Por fim: A cultura do sexo! Eu gosto, tu gostas, Freud gostava! Mas questiono-te: “Comes, às refeições, sempre o mesmo prato só porque o adoras?” Desejo. Líbido. T*são. Meios que justificam o fim? Qualquer fim? Ah! E dentro desta cultura não esqueçamos aqueles que a vivem intensa e arduamente com “terceiros” (quem diz terceiros, diz quarto ou quinto), quando em casa o segund@ que deveria, juntamente contigo, fazer um só, é facilmente trocad@, temporariamente esquecid@ e ridiculamente traíd@ (assumindo a monogamia como estereotipo, claro está). E aqui, para percebermos o impacto das apps nesta problemática deixo-te uma dica: Faz um censo, pessoal e rápido, com aqueles que te rodeiam. No final és capaz de perceber parte da gravidade inerente a uma app de engate que, com o intuito de unir pessoas, acaba por destruir mais relações do que as que cria.

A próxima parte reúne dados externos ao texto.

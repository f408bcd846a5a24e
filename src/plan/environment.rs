// src/plan/environment.rs

//! The environment map exported into every remote script of an instance.

use std::collections::BTreeMap;

use crate::config::env::{
    BITCOIND_RPC_PASSWORD, BITCOIND_RPC_USER, POSTGRES_DB, POSTGRES_PASSWORD, POSTGRES_USER,
};
use crate::config::{
    DependencyService, EnvSettings, Instance, DEFAULT_BITCOIND_DBCACHE, DEFAULT_BITCOIND_ZMQ_PORT,
};
use crate::errors::Result;

/// `dbcache` handed to services when the node is external and its record
/// carries no cache size.
pub const EXTERNAL_DBCACHE: u32 = 450;

/// Hostname of the bitcoind container inside the compose network.
pub const LOCAL_BITCOIND_HOST: &str = "bitcoind";

/// Dependency service of one instance with defaults applied.
#[derive(Debug, Clone, PartialEq, Eq)]
pub struct ResolvedDependency {
    pub deploy: bool,
    /// Host the services reach bitcoind at.
    pub host: String,
    pub port: u16,
    pub user: String,
    pub password: String,
    pub zmq_port: u16,
    pub dbcache: u32,
}

impl ResolvedDependency {
    pub fn rpc_url(&self) -> String {
        format!("http://{}:{}", self.host, self.port)
    }

    pub fn zmq_url(&self) -> String {
        format!("tcp://{}:{}", self.host, self.zmq_port)
    }
}

/// Apply the discriminated variant, or the environment defaults when the
/// instance has no `bitcoind` block at all.
pub fn resolve_dependency(instance: &Instance, settings: &EnvSettings) -> Result<ResolvedDependency> {
    let resolved = match &instance.bitcoind {
        Some(DependencyService::Local(local)) => ResolvedDependency {
            deploy: true,
            host: LOCAL_BITCOIND_HOST.to_string(),
            port: local.port,
            user: local.user.clone(),
            password: local.password.clone(),
            zmq_port: local.zmq_port,
            dbcache: local.dbcache,
        },
        Some(DependencyService::External(ext)) => ResolvedDependency {
            deploy: false,
            host: ext.host.clone(),
            port: ext.port,
            user: ext.user.clone(),
            password: ext.password.clone(),
            zmq_port: ext.zmq_port,
            dbcache: EXTERNAL_DBCACHE,
        },
        None => ResolvedDependency {
            deploy: true,
            host: LOCAL_BITCOIND_HOST.to_string(),
            port: settings.bitcoind_port()?,
            user: settings.require(BITCOIND_RPC_USER)?.to_string(),
            password: settings.require(BITCOIND_RPC_PASSWORD)?.to_string(),
            zmq_port: DEFAULT_BITCOIND_ZMQ_PORT,
            dbcache: DEFAULT_BITCOIND_DBCACHE,
        },
    };
    Ok(resolved)
}

/// Build the per-instance environment map.
///
/// Fails with a configuration error when a variable this instance needs is
/// missing from the environment.
pub fn instance_environment(
    instance: &Instance,
    settings: &EnvSettings,
) -> Result<BTreeMap<String, String>> {
    let dep = resolve_dependency(instance, settings)?;

    let mut env = BTreeMap::new();
    env.insert("INSTANCE_NAME".to_string(), instance.name.clone());
    env.insert("DATA_PATH".to_string(), instance.data_path.clone());
    for key in [POSTGRES_USER, POSTGRES_PASSWORD, POSTGRES_DB] {
        env.insert(key.to_string(), settings.require(key)?.to_string());
    }
    env.insert("DEPLOY_BITCOIND".to_string(), dep.deploy.to_string());
    env.insert("BITCOIND_URL".to_string(), dep.rpc_url());
    env.insert("BITCOIND_ZMQ_URL".to_string(), dep.zmq_url());
    env.insert("BITCOIND_RPC_PORT".to_string(), dep.port.to_string());
    env.insert("BITCOIND_RPC_USER".to_string(), dep.user);
    env.insert("BITCOIND_RPC_PASSWORD".to_string(), dep.password);
    env.insert("BITCOIND_ZMQ_PORT".to_string(), dep.zmq_port.to_string());
    env.insert("BITCOIND_DBCACHE".to_string(), dep.dbcache.to_string());
    Ok(env)
}

#[cfg(test)]
mod tests {
    use super::*;
    use crate::config::{ExternalDependency, LocalDependency};
    use crate::errors::FleetdagError;

    fn settings(extra: &[(&str, &str)]) -> EnvSettings {
        let mut pairs = vec![
            (POSTGRES_USER, "pg"),
            (POSTGRES_PASSWORD, "pgpass"),
            (POSTGRES_DB, "indexer"),
        ];
        pairs.extend_from_slice(extra);
        EnvSettings::from_lookup(|key| {
            pairs
                .iter()
                .find(|(k, _)| *k == key)
                .map(|(_, v)| v.to_string())
        })
    }

    fn instance(name: &str, bitcoind: Option<DependencyService>) -> Instance {
        Instance {
            name: name.to_string(),
            host: "10.0.0.1".to_string(),
            user: "ubuntu".to_string(),
            key_path: None,
            data_path: "/mnt/data".to_string(),
            bitcoind,
        }
    }

    #[test]
    fn local_node_uses_compose_hostname() {
        let inst = instance(
            "a",
            Some(DependencyService::Local(LocalDependency {
                port: 8332,
                user: "rpc".into(),
                password: "pw".into(),
                zmq_port: 28332,
                dbcache: 4000,
            })),
        );
        let env = instance_environment(&inst, &settings(&[])).unwrap();
        assert_eq!(env["DEPLOY_BITCOIND"], "true");
        assert_eq!(env["BITCOIND_URL"], "http://bitcoind:8332");
        assert_eq!(env["BITCOIND_ZMQ_URL"], "tcp://bitcoind:28332");
        assert_eq!(env["BITCOIND_DBCACHE"], "4000");
    }

    #[test]
    fn external_node_uses_its_own_host() {
        let inst = instance(
            "b",
            Some(DependencyService::External(ExternalDependency {
                host: "10.0.0.1".into(),
                port: 8332,
                user: "rpc".into(),
                password: "pw".into(),
                zmq_port: 28332,
            })),
        );
        let env = instance_environment(&inst, &settings(&[])).unwrap();
        assert_eq!(env["DEPLOY_BITCOIND"], "false");
        assert_eq!(env["BITCOIND_URL"], "http://10.0.0.1:8332");
        assert_eq!(env["BITCOIND_DBCACHE"], "450");
    }

    #[test]
    fn absent_block_takes_defaults_from_environment() {
        let inst = instance("c", None);
        let env = instance_environment(
            &inst,
            &settings(&[(BITCOIND_RPC_USER, "u"), (BITCOIND_RPC_PASSWORD, "p")]),
        )
        .unwrap();
        assert_eq!(env["BITCOIND_RPC_PORT"], "8332");
        assert_eq!(env["BITCOIND_RPC_USER"], "u");

        let err = instance_environment(&inst, &settings(&[])).unwrap_err();
        match err {
            FleetdagError::Configuration { message, .. } => {
                assert!(message.contains(BITCOIND_RPC_USER))
            }
            other => panic!("expected Configuration, got {other:?}"),
        }
    }
}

Contudo, tudo isto vale o que vale. Representa, apenas, uma panóplia de situações quotidianas. Algumas delas que se contrariam, mas onde nenhuma acaba por ser anulada, nem esquecida, nem sequer deixada por viver. Mais importante é a reflexão sobre o que tu, enquanto detentor de um “EU” inigualável e incomparável, sentes relativamente a tudo isto. Onde te queres colocar na sociedade (real e virtual). E tudo isto, todas estas dicotomias e contradições aplicam-se, feliz ou infelizmente, não só às apps mas a tudo aquilo em que És… sendo Tu mesmo.